**WHAT YOU NEED TO DO**
Among the entries below, please show each line that carries the word "timestamp".

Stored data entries
+ + + + +

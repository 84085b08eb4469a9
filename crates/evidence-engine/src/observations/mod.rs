//! Observation entries, auxiliary measurements, and the per-condition selector.

pub mod domain;
mod normalizer;
pub mod selector;
pub mod store;
mod timestamp;

pub use domain::{
    ConditionPayload, DurationBucket, EntryTags, GastrointestinalDetails, Measurement,
    MeasurementKind, MeasurementReading, MigraineDetails, MoodDetails, ObservationEntry,
    PainDetails, PainType, RefluxDetails, RespiratoryDetails, SleepDetails, StoolPattern,
    TimeOfDay, MAX_SEVERITY,
};
pub use selector::{LogSelector, SelectedEntry, SelectedMeasurement, Selection};
pub use store::{
    EvidenceSnapshot, InMemoryObservationStore, ObservationBatch, ObservationStore, StoreError,
};

pub(crate) use normalizer::normalize_tag;
pub(crate) use selector::well_formed;
pub(crate) use timestamp::parse_timestamp;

+ + + + +

**EXERCISE ANSWER**
mod timestamp;
pub(crate) use timestamp::parse_timestamp;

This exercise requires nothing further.